David Guymer for Realmslayer

Credits

Writer(s)David Guymer
MediumPrinted
PublisherBlack Library
Cover(s)

References

  • Davd Guymer’s notes from Realmslayer’s leaflet :
    • Gotrek & Felix occupy a unique place in the Warhammer canon. Always outsiders, always taking a slightly wryer look at the world they inhabit than any other set of characters could get away with, their story has, over the two decades since Trollslayer, become the story of the Warhammer World. As the world evolved Gotrek & Felix were there to see it and grudgingly move along with it. They passed from Bill King and into the care of Nathan Long, went through the Storm Of Chaos and out the other side. And when the End Times befell what we now call the World-That-Was, there of course, were Gotrek & Felix, getting on with business as though the end of the world was just another chapter in their tale.
    • It was during the End Times that I first got to wield the famous axe with the novels Kinslayer and Slayer, given the invidious task of doing justice to 12 novels’ worth storylines as well as finally granting the Slayer a worthy doom. If no more words were to have been written about Gotrek’s adventures, then Slayer would have been a perfectly fitting final act for an iconic Old World hero.

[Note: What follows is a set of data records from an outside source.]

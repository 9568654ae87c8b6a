//! Bridge wiring.
//!
//! [`Bridge`] assembles the state guard, controllers and handlers around one
//! driver and runs the event pump that feeds driver events into the
//! [`ReaderEventHandler`].
//!
//! ```text
//! ┌──────────┐  ReaderEvents  ┌────────────┐
//! │  Driver  │───────────────►│ Event pump │──┐
//! └──────────┘                └────────────┘  │   ┌─────────────┐
//!      ▲                                      ├──►│ StateGuard  │
//!      │ detached I/O tasks   ┌────────────┐  │   │ ReaderState │
//!      └──────────────────────│ RpcHandler │──┘   └─────────────┘
//!                             └────────────┘
//! ```
//!
//! # Examples
//!
//! ```
//! use tagstream_reader::mock::MockReader;
//! use tagstream_service::{Bridge, BridgeConfig, Route};
//!
//! #[tokio::main]
//! async fn main() {
//!     let (reader, events) = MockReader::new();
//!     let bridge = Bridge::new(reader, BridgeConfig { auto_connect: false });
//!     let rpc = bridge.rpc();
//!     let handle = bridge.start(events);
//!
//!     let status = rpc.call(Route::ConnectionStatus).await;
//!     println!("{}", serde_json::to_string(&status).unwrap());
//!
//!     handle.shutdown().await;
//! }
//! ```

use crate::connection::ConnectionController;
use crate::events::ReaderEventHandler;
use crate::rpc::RpcHandler;
use crate::state::{StateGuard, StateSnapshot};
use crate::stream::StreamController;
use std::sync::Arc;
use tagstream_reader::{ReaderDriver, ReaderEvents};
use tokio::task::{JoinError, JoinSet};
use tracing::{debug, error, info};

/// Startup behaviour of the bridge.
#[derive(Debug, Clone, PartialEq, Eq)]
pub struct BridgeConfig {
    /// Launch one background connect attempt when the bridge starts.
    pub auto_connect: bool,
}

impl Default for BridgeConfig {
    fn default() -> Self {
        Self { auto_connect: true }
    }
}

/// The assembled bridge, before it starts consuming events.
pub struct Bridge<D> {
    config: BridgeConfig,
    state: StateGuard,
    connection: ConnectionController<D>,
    events: ReaderEventHandler<D>,
    rpc: RpcHandler<D>,
}

impl<D: ReaderDriver> Bridge<D> {
    /// Wire a bridge around `driver`.
    pub fn new(driver: D, config: BridgeConfig) -> Self {
        let driver = Arc::new(driver);
        let state = StateGuard::new();
        let stream = StreamController::new(state.clone(), Arc::clone(&driver));
        let connection = ConnectionController::new(state.clone(), Arc::clone(&driver));
        let events = ReaderEventHandler::new(state.clone(), driver, stream.clone());
        let rpc = RpcHandler::new(state.clone(), connection.clone(), stream);

        Self {
            config,
            state,
            connection,
            events,
            rpc,
        }
    }

    /// Handler for driver events. [`Bridge::start`] drives one internally.
    pub fn event_handler(&self) -> ReaderEventHandler<D> {
        self.events.clone()
    }

    /// Handler for the RPC routes. Clone freely, one per connection.
    pub fn rpc(&self) -> RpcHandler<D> {
        self.rpc.clone()
    }

    /// Shared state guard.
    pub fn state(&self) -> StateGuard {
        self.state.clone()
    }

    /// Start the event pump and, if configured, the startup connect.
    pub fn start(self, mut feed: ReaderEvents) -> BridgeHandle {
        let mut tasks = JoinSet::new();
        let events = self.events;

        tasks.spawn(async move {
            while let Some(event) = feed.recv().await {
                debug!(?event, "Reader event");
                events.handle(event).await;
            }
            info!("Reader event feed closed");
        });

        if self.config.auto_connect {
            drop(self.connection.connect());
        }

        BridgeHandle {
            state: self.state,
            tasks,
        }
    }
}

/// Running bridge.
pub struct BridgeHandle {
    state: StateGuard,
    tasks: JoinSet<()>,
}

impl BridgeHandle {
    /// Read a consistent copy of the reader state.
    pub async fn snapshot(&self) -> StateSnapshot {
        self.state.snapshot().await
    }

    /// Wait until the event feed closes.
    pub async fn join(mut self) {
        while let Some(result) = self.tasks.join_next().await {
            Self::log_termination(result);
        }
    }

    /// Stop the event pump.
    ///
    /// Driver I/O already launched on detached tasks is not awaited.
    pub async fn shutdown(mut self) {
        self.tasks.abort_all();
        while let Some(result) = self.tasks.join_next().await {
            Self::log_termination(result);
        }
        info!("Bridge stopped");
    }

    fn log_termination(result: Result<(), JoinError>) {
        match result {
            Ok(()) => {}
            Err(e) if e.is_cancelled() => {}
            Err(e) => error!(error = %e, "Event pump panicked"),
        }
    }
}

But even though I’d never heard the words ‘Age Of Sigmar’ at that time, I’d be lying if I said that I hadn’t had half an eye on their return.
    • The idea for a comeback was first put to me by the editors of Black Library at the David Gemmel Awards ceremony in 2016, where we were cheering on the nomination of Slayer . But it wasn’t until 2017 that the timing was right for managing director Nick Kyme to approach me about writing another Realmslayer. Never mind that I was in the middle of writing another novel. When Gotrek Gurnisson puts that ham-sized fist to your door, you drop everything.
    • The decision to write an audio drama rather than a novel was partly to put clear blue water between what had become before and what would follow, but also an opportunity to take advantage of the production expertise that Black Library has been developing in recent years, and produce something really singular and outstanding.
    • Having the chance to hear your own scribblings read out by actors is one of the guilty pleasures of the author-recluse. In fact, I used to joke that at least that way I would know someone had read the story. I was given the opportunity to be more involved in the casting of this story than I have been in the past, and Black Library have been able to give me everything I asked for.
    • Brian Blessed as Gotrek Gurnisson? I’ve not heard the final recording yet, but I don’t think I’ll believe it’s true until I hear it for myself. A special mention, too, to Penelope Rawlins, who I heard in Titan’s Bane and immediately fired off an e-mail to insist she be Maleneth.
    • Seeing a project of this ambition through to completion proved to be a lot more like hard work than I’d imagined at the outset, but I’d do it all over again. Quicker than you could extract an oath from a drunken poet in an Altdorf tavern.